Potrebbe sembrare un ossimoro
parlare della “musica del silenzio”, ma è l’effetto che, con le sue opere,
Guido
van der Werve (Papendrecht, 1977; vive ad Amsterdam) crea, trascrivendo in note il linguaggio
silenzioso del paesaggio. E la sala da concerto di questa musica è quella
immensa della natura.
Anziché trovarsi “
al di sopra
del mare di
nebbia”, il
viandante-van der Werve continua il suo vagabondaggio, in luoghi carichi di
significato. Sembra così fornire un prima e un durante, e quindi movimento, alla
staticità dell’uomo di spalle di
Caspar David Friedrich. Ma, neanche troppo velato, il
rimando è al padre del caos,
Marcel Duchamp, il giocatore professionista di
scacchi. In questa mostra sferica, continui sono i rimandi e diversi media
concorrono a costruire un lavoro dove ogni elemento è a se stante e parte
integrante del tutto.
Il video, della durata di 45
minuti, è la ripresa del viaggio dell’artista in quei simbolici panorami dove
la musica completa il paesaggio e accompagna i movimenti del “pezzo” sulla scacchiera
della natura. Un video per realizzare il quale l’artista ha impiegato un paio
d’anni e il cui titolo (
Nummer twaalf, Varations on a theme: the king’s
gambit accepted, the numbers of the stars in the sky and why a piano cannot be
tuned or waiting for an earthquake) è già un’ampia spiegazione del lavoro nel suo insieme:
l’essenziale è l’impegno che ciascuno è disposto a mettere nell’agire
quotidiano della vita.
Un filmato che si costruisce col
susseguirsi di una sorta di tableaux vivants, che rispondono alle diverse
coordinate delle mosse di scacchi che, a loro volta, corrispondono ai diversi
passaggi musicali. Coordinate che sono digitalmente trascritte in basso e il
cui variare accompagna una impercettibile variazione dell’immagine.

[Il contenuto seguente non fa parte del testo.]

//! Annotated confusion-matrix heatmap.
//!
//! Rows are ground-truth classes (first class at the top), columns are
//! predicted clusters. Tick labels are 1-indexed positions into
//! [`ConfusionMatrix::classes`].

use plotters::prelude::*;
use plotters::style::text_anchor::{HPos, Pos, VPos};
use sceval_core::{Result, SceError};
use sceval_ml::{ClusterQualityReport, ConfusionMatrix};
use tracing::debug;

use crate::plot_err;

const LOW: (u8, u8, u8) = (247, 251, 255);
const HIGH: (u8, u8, u8) = (8, 48, 107);

/// Canvas and label settings for the heatmap.
#[derive(Debug, Clone)]
pub struct HeatmapConfig {
    pub title: Option<String>,
    pub x_label: String,
    pub y_label: String,
    pub width: u32,
    pub height: u32,
}

impl Default for HeatmapConfig {
    fn default() -> Self {
        Self {
            title: None,
            x_label: "Predicted".into(),
            y_label: "Ground Truth".into(),
            width: 700,
            height: 600,
        }
    }
}

/// Render `cm` as a heatmap with the count written in every cell.
pub fn confusion_heatmap_svg(cm: &ConfusionMatrix, config: &HeatmapConfig) -> Result<String> {
    let nc = cm.n_classes();
    if nc == 0 || cm.matrix.len() != nc * nc {
        return Err(SceError::InvalidInput(format!(
            "confusion matrix has {} cells for {} classes",
            cm.matrix.len(),
            nc
        )));
    }
    let max = cm.max_count().max(1) as f64;
    let extent = nc as f64 - 0.5;

    let mut svg = String::new();
    {
        let root =
            SVGBackend::with_string(&mut svg, (config.width, config.height)).into_drawing_area();
        root.fill(&WHITE).map_err(plot_err)?;

        let mut builder = ChartBuilder::on(&root);
        builder
            .margin(20)
            .x_label_area_size(45)
            .y_label_area_size(60);
        if let Some(title) = &config.title {
            builder.caption(title, ("sans-serif", 22));
        }
        let mut chart = builder
            .build_cartesian_2d(-0.5..extent, -0.5..extent)
            .map_err(plot_err)?;

        // y runs bottom-up, so row r sits at nc - 1 - r
        chart
            .configure_mesh()
            .disable_mesh()
            .x_desc(config.x_label.as_str())
            .y_desc(config.y_label.as_str())
            .x_labels(nc + 1)
            .y_labels(nc + 1)
            .x_label_formatter(&|x| cell_tick(*x, nc, false))
            .y_label_formatter(&|y| cell_tick(*y, nc, true))
            .draw()
            .map_err(plot_err)?;

        for r in 0..nc {
            let y = (nc - 1 - r) as f64;
            for c in 0..nc {
                let x = c as f64;
                let count = cm.get(r, c);
                let t = count as f64 / max;
                chart
                    .draw_series(std::iter::once(Rectangle::new(
                        [(x - 0.5, y - 0.5), (x + 0.5, y + 0.5)],
                        shade(t).filled(),
                    )))
                    .map_err(plot_err)?;

                let ink = if t > 0.5 { WHITE } else { BLACK };
                let style = ("sans-serif", 16)
                    .into_font()
                    .color(&ink)
                    .pos(Pos::new(HPos::Center, VPos::Center));
                chart
                    .draw_series(std::iter::once(Text::new(count.to_string(), (x, y), style)))
                    .map_err(plot_err)?;
            }
        }

        root.present().map_err(plot_err)?;
    }
    debug!(classes = nc, total = cm.total(), "rendered confusion heatmap");
    Ok(svg)
}

/// Heatmap of a cluster-quality report with the NMI in the caption.
pub fn render_cluster_quality(report: &ClusterQualityReport) -> Result<String> {
    let config = HeatmapConfig {
        title: Some(format!("NMI = {:.4}", report.nmi)),
        ..HeatmapConfig::default()
    };
    confusion_heatmap_svg(&report.confusion, &config)
}

fn shade(t: f64) -> RGBColor {
    let t = t.clamp(0.0, 1.0);
    let mix = |a: u8, b: u8| (a as f64 + (b as f64 - a as f64) * t).round() as u8;
    RGBColor(mix(LOW.0, HIGH.0), mix(LOW.1, HIGH.1), mix(LOW.2, HIGH.2))
}

/// Tick text for an axis position: the 1-indexed cell number at integer
/// positions inside the grid, blank elsewhere.
fn cell_tick(v: f64, nc: usize, flipped: bool) -> String {
    let rounded = v.round();
    if (v - rounded).abs() > 1e-6 || rounded < 0.0 || rounded >= nc as f64 {
        return String::new();
    }
    let pos = rounded as usize;
    let idx = if flipped { nc - 1 - pos } else { pos };
    (idx + 1).to_string()
}

#[cfg(test)]
mod tests {
    use super::*;

    fn sample_matrix() -> ConfusionMatrix {
        let actual = [0, 0, 0, 1, 1, 2, 2, 2];
        let predicted = [0, 0, 1, 1, 1, 2, 2, 0];
        ConfusionMatrix::from_labels(&actual, &predicted).unwrap()
    }

    /// Text content of every element, however the backend breaks lines.
    fn text_nodes(svg: &str) -> Vec<&str> {
        svg.split('<')
            .filter_map(|piece| piece.split_once('>').map(|(_, text)| text.trim()))
            .filter(|text| !text.is_empty())
            .collect()
    }

    #[test]
    fn heatmap_has_axis_titles() {
        let svg = confusion_heatmap_svg(&sample_matrix(), &HeatmapConfig::default()).unwrap();
        assert!(svg.starts_with("<svg"));
        let texts = text_nodes(&svg);
        assert!(texts.contains(&"Predicted"));
        assert!(texts.contains(&"Ground Truth"));
    }

    #[test]
    fn heatmap_annotates_every_cell() {
        // counts [[5, 7], [11, 13]] stay clear of the 1-indexed tick labels
        let mut actual = Vec::new();
        let mut predicted = Vec::new();
        for (a, p, n) in [(0, 0, 5), (0, 1, 7), (1, 0, 11), (1, 1, 13)] {
            actual.extend(std::iter::repeat(a).take(n));
            predicted.extend(std::iter::repeat(p).take(n));
        }
        let cm = ConfusionMatrix::from_labels(&actual, &predicted).unwrap();
        let svg = confusion_heatmap_svg(&cm, &HeatmapConfig::default()).unwrap();
        let texts = text_nodes(&svg);
        for count in cm.matrix.iter() {
            let label = count.to_string();
            assert_eq!(
                texts.iter().filter(|&&t| t == label).count(),
                1,
                "count {} annotated once",
                count
            );
        }
    }

    #[test]
    fn quality_caption_carries_nmi() {
        let report = ClusterQualityReport {
            nmi: 0.5,
            confusion: sample_matrix(),
            predicted: vec![0, 0, 1, 1, 1, 2, 2, 0],
        };
        let svg = render_cluster_quality(&report).unwrap();
        assert!(svg.contains("NMI = 0.5000"));
    }

    #[test]
    fn rejects_malformed_matrix() {
        let cm = ConfusionMatrix {
            matrix: vec![1, 2, 3],
            classes: vec![0, 1],
        };
        assert!(confusion_heatmap_svg(&cm, &HeatmapConfig::default()).is_err());
    }

    #[test]
    fn ticks_are_one_indexed() {
        assert_eq!(cell_tick(0.0, 3, false), "1");
        assert_eq!(cell_tick(2.0, 3, false), "3");
        assert_eq!(cell_tick(0.5, 3, false), "");
        assert_eq!(cell_tick(-0.5, 3, false), "");
        // top row of the chart is the first ground-truth class
        assert_eq!(cell_tick(2.0, 3, true), "1");
        assert_eq!(cell_tick(0.0, 3, true), "3");
    }

    #[test]
    fn shade_endpoints() {
        assert_eq!(shade(0.0).rgb(), LOW);
        assert_eq!(shade(1.0).rgb(), HIGH);
    }
}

Van der Werve si muove dal
Marshall Chess Club di Manhattan (lo stesso frequentato da Duchamp) al vulcano
Sant Helens, alla valle di Sant’Andrea, sulle note del
Concerto per
pianoforte in A minore e in tre movimenti composto dall’artista stesso. Un concerto suonato
con un pianoforte particolare, costruito anch’esso da van der Werve, che in
realtà è una scacchiera, in cui le caselle corrispondono a specifiche note,
quelle che servivano per il concerto.
La partita a scacchi prende avvio
dalla suicida mossa
king gambit e continua seguendo lo spartito, tradotto in mosse da un
affermato campione di scacchi, il
grand master Leonid Yudasin.
Sulle pareti intorno al
“pianoforte”, alcuni still dal video, in medio formato, corrono come un nastro.
E replicano, in sintesi, il racconto del vagabondaggio dell’artista.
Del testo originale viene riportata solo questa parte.